Pour Janvier Mugisho, le contrôle du wilt bactérien requiert une combinaison de pratiques préventives et de gestion, telles qu'éliminer les plantes infectées, arracher et brûler les plants atteints pour limiter la propagation, désinfecter les outils de coupe après chaque utilisation, en particulier lorsqu'on travaille sur les plantes suspectes.
Il pense que l'éducation des agriculteurs peut aussi aider à combattre cette bactérie. Il faut sensibiliser les producteurs à identifier les premiers signes de la maladie et aux bonnes pratiques agricoles pour éviter la propagation, précise-t-il.
« On doit aussi songer à l'utilisation de variétés résistantes, parce que dans certaines régions, des variétés de bananiers résistantes au wilt bactérien ont été développées. Il est aussi impérieux de faire de la surveillance à travers des inspections régulières des plantations pour détecter et éliminer les foyers précoces de la maladie », souligne le phytopathologiste.

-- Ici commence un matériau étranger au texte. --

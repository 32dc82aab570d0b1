//! The `.anchor` working-tree replica (C7): a local object store plus the
//! index, refs, HEAD and config files that make offline commit/log/diff/
//! branch/show/blame possible.

use std::collections::BTreeMap;

use anyhow::{Context, Result, bail};
use camino::{Utf8Path, Utf8PathBuf};

use crate::file_util::atomic_write;
use crate::refs::Head;
use crate::store::ObjectStore;

use super::index::{self, Index};

pub const ANCHOR_DIR: &str = ".anchor";

/// Walks up from `start` looking for a `.anchor` directory. Mirrors how the
/// server locates `meta.json` — the first marker file found wins.
pub fn find_root(start: &Utf8Path) -> Option<Utf8PathBuf> {
    let mut dir = Some(start.to_path_buf());
    while let Some(d) = dir {
        if d.join(ANCHOR_DIR).is_dir() {
            return Some(d);
        }
        dir = d.parent().map(|p| p.to_path_buf());
    }
    None
}

pub struct Workspace {
    pub root: Utf8PathBuf,
    pub anchor_dir: Utf8PathBuf,
    pub store: ObjectStore,
}

impl Workspace {
    pub fn open(start: &Utf8Path) -> Result<Self> {
        let root = find_root(start)
            .with_context(|| format!("not an anchor working tree (or any parent): {start}"))?;
        Ok(Self::at(root))
    }

    fn at(root: Utf8PathBuf) -> Self {
        let anchor_dir = root.join(ANCHOR_DIR);
        let store = ObjectStore::new(anchor_dir.clone());
        Self {
            root,
            anchor_dir,
            store,
        }
    }

    /// Creates the `.anchor` skeleton under `root`. Errors if one already
    /// exists, for the same reason `engine::init_repo` does on the server.
    pub fn init(root: &Utf8Path) -> Result<Self> {
        let anchor_dir = root.join(ANCHOR_DIR);
        if anchor_dir.exists() {
            bail!("{anchor_dir} already exists");
        }
        std::fs::create_dir_all(anchor_dir.join("objects").join("blobs"))?;
        std::fs::create_dir_all(anchor_dir.join("objects").join("trees"))?;
        std::fs::create_dir_all(anchor_dir.join("objects").join("snapshots"))?;
        std::fs::create_dir_all(anchor_dir.join("refs").join("heads"))?;
        std::fs::create_dir_all(anchor_dir.join("refs").join("remotes"))?;
        std::fs::create_dir_all(anchor_dir.join("logs"))?;

        atomic_write(&anchor_dir.join("refs").join("heads").join("main"), b"")?;
        crate::refs::write_head(
            &anchor_dir.join("HEAD"),
            &Head::Symbolic("refs/heads/main".to_string()),
        )?;
        index::save(&anchor_dir.join("index"), &Index::new())?;
        atomic_write(&anchor_dir.join("config"), b"")?;
        atomic_write(&anchor_dir.join("logs").join("HEAD"), b"")?;

        Ok(Self::at(root.to_path_buf()))
    }

    pub fn index_path(&self) -> Utf8PathBuf {
        self.anchor_dir.join("index")
    }

    pub fn load_index(&self) -> Result<Index> {
        index::load(&self.index_path())
    }

    pub fn save_index(&self, idx: &Index) -> Result<()> {
        index::save(&self.index_path(), idx)
    }

    pub fn head_path(&self) -> Utf8PathBuf {
        self.anchor_dir.join("HEAD")
    }

    pub fn head(&self) -> Result<Head> {
        crate::refs::read_head(&self.head_path())?
            .ok_or_else(|| anyhow::anyhow!("HEAD is missing or empty"))
    }

    pub fn set_head(&self, head: &Head) -> Result<()> {
        crate::refs::write_head(&self.head_path(), head)
    }

    pub fn branch_ref_path(&self, branch: &str) -> Utf8PathBuf {
        self.anchor_dir.join("refs").join("heads").join(branch)
    }

    pub fn remote_ref_path(&self, remote: &str) -> Utf8PathBuf {
        self.anchor_dir
            .join("refs")
            .join("remotes")
            .join(remote)
            .join("main")
    }

    pub fn reflog_path(&self) -> Utf8PathBuf {
        self.anchor_dir.join("logs").join("HEAD")
    }

    /// Resolves `HEAD` to a snapshot id, or `None` for an unborn branch.
    pub fn head_snapshot(&self) -> Result<Option<String>> {
        match self.head()? {
            Head::Symbolic(branch) => crate::refs::read_ref(&self.anchor_dir.join(&branch)),
            Head::Detached(id) => Ok(Some(id)),
        }
    }

    /// The ref path `HEAD` points at, if `HEAD` is symbolic. Detached HEAD
    /// has no branch ref to advance — callers must check first.
    pub fn current_branch_ref(&self) -> Result<Option<Utf8PathBuf>> {
        match self.head()? {
            Head::Symbolic(branch) => Ok(Some(self.anchor_dir.join(branch))),
            Head::Detached(_) => Ok(None),
        }
    }

    pub fn current_branch_name(&self) -> Result<Option<String>> {
        match self.head()? {
            Head::Symbolic(branch) => Ok(branch.strip_prefix("refs/heads/").map(str::to_string)),
            Head::Detached(_) => Ok(None),
        }
    }

    // -- config: a flat `key = value` text file, one entry per line, in the
    // style of a minimal git-config. Keys may contain dots, e.g.
    // `remote.origin.url`. --

    pub fn config_path(&self) -> Utf8PathBuf {
        self.anchor_dir.join("config")
    }

    pub fn load_config(&self) -> Result<BTreeMap<String, String>> {
        let text = match std::fs::read_to_string(self.config_path()) {
            Ok(t) => t,
            Err(e) if e.kind() == std::io::ErrorKind::NotFound => String::new(),
            Err(e) => return Err(e).context("Couldn't read config"),
        };
        let mut map = BTreeMap::new();
        for line in text.lines() {
            let line = line.trim();
            if line.is_empty() || line.starts_with('#') {
                continue;
            }
            if let Some((key, value)) = line.split_once('=') {
                map.insert(key.trim().to_string(), value.trim().to_string());
            }
        }
        Ok(map)
    }

    pub fn save_config(&self, config: &BTreeMap<String, String>) -> Result<()> {
        let mut text = String::new();
        for (key, value) in config {
            text.push_str(key);
            text.push_str(" = ");
            text.push_str(value);
            text.push('\n');
        }
        atomic_write(&self.config_path(), text.as_bytes())
    }

    pub fn config_get(&self, key: &str) -> Result<Option<String>> {
        Ok(self.load_config()?.get(key).cloned())
    }

    pub fn config_set(&self, key: &str, value: &str) -> Result<()> {
        let mut config = self.load_config()?;
        config.insert(key.to_string(), value.to_string());
        self.save_config(&config)
    }

    pub fn remote_url(&self, remote: &str) -> Result<Option<String>> {
        self.config_get(&format!("remote.{remote}.url"))
    }

    /// The server-side repository name for `remote`: an explicit
    /// `remote.<name>.repo` entry (set by `clone`), falling back to the
    /// working tree's own directory name.
    pub fn remote_repo(&self, remote: &str) -> Result<String> {
        if let Some(repo) = self.config_get(&format!("remote.{remote}.repo"))? {
            return Ok(repo);
        }
        Ok(self
            .root
            .file_name()
            .unwrap_or("repository")
            .to_string())
    }

    /// Resolves `path` (absolute, or relative to the process's current
    /// directory) to a `root`-relative index key using forward slashes.
    pub fn relative_path(&self, path: &Utf8Path) -> Result<String> {
        let absolute = if path.is_absolute() {
            path.to_path_buf()
        } else {
            let cwd = Utf8PathBuf::from_path_buf(std::env::current_dir()?)
                .map_err(|_| anyhow::anyhow!("current directory isn't valid UTF-8"))?;
            cwd.join(path)
        };
        let relative = absolute
            .strip_prefix(&self.root)
            .with_context(|| format!("{absolute} is outside the working tree at {}", self.root))?;
        Ok(relative.as_str().replace('\\', "/"))
    }

    pub fn work_path(&self, relative: &str) -> Utf8PathBuf {
        self.root.join(relative)
    }

    pub fn build_tree_from_index(&self, index: &Index) -> crate::objects::Tree {
        let mut tree = crate::objects::Tree::new();
        for (path, id) in index {
            tree.insert(path.clone(), id.clone());
        }
        tree
    }
}

#[cfg(test)]
mod test {
    use super::*;

    #[test]
    fn init_then_open_round_trips() {
        let dir = tempfile::tempdir().unwrap();
        let root = Utf8PathBuf::from_path_buf(dir.path().to_owned()).unwrap();

        let ws = Workspace::init(&root).unwrap();
        assert_eq!(ws.head().unwrap(), Head::Symbolic("refs/heads/main".to_string()));
        assert!(ws.load_index().unwrap().is_empty());

        let reopened = Workspace::open(&root).unwrap();
        assert_eq!(reopened.root, root);
    }

    #[test]
    fn init_rejects_existing() {
        let dir = tempfile::tempdir().unwrap();
        let root = Utf8PathBuf::from_path_buf(dir.path().to_owned()).unwrap();
        Workspace::init(&root).unwrap();
        assert!(Workspace::init(&root).is_err());
    }

    #[test]
    fn find_root_walks_up_from_subdirectory() {
        let dir = tempfile::tempdir().unwrap();
        let root = Utf8PathBuf::from_path_buf(dir.path().to_owned()).unwrap();
        Workspace::init(&root).unwrap();

        let nested = root.join("a").join("b");
        std::fs::create_dir_all(&nested).unwrap();
        assert_eq!(find_root(&nested), Some(root));
    }

    #[test]
    fn config_set_and_get_round_trip_dotted_keys() {
        let dir = tempfile::tempdir().unwrap();
        let root = Utf8PathBuf::from_path_buf(dir.path().to_owned()).unwrap();
        let ws = Workspace::init(&root).unwrap();

        ws.config_set("remote.origin.url", "http://localhost:8787").unwrap();
        assert_eq!(
            ws.remote_url("origin").unwrap(),
            Some("http://localhost:8787".to_string())
        );
    }
}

Rodrigue Basengere Ayagirwe rappelle qu'il est aussi conseillé d'intégrer la rotation des cultures pour réduire la pression de la maladie, de cultiver des espèces non hôtes (comme des légumineuses) pour améliorer la santé des sols qui recevront les bananiers.
Il propose aussi d'utiliser des techniques de conservation, comme le compostage, pour améliorer la structure du sol et de maintenir un bon drainage pour éviter l'accumulation d'eau, propice au développement de la maladie.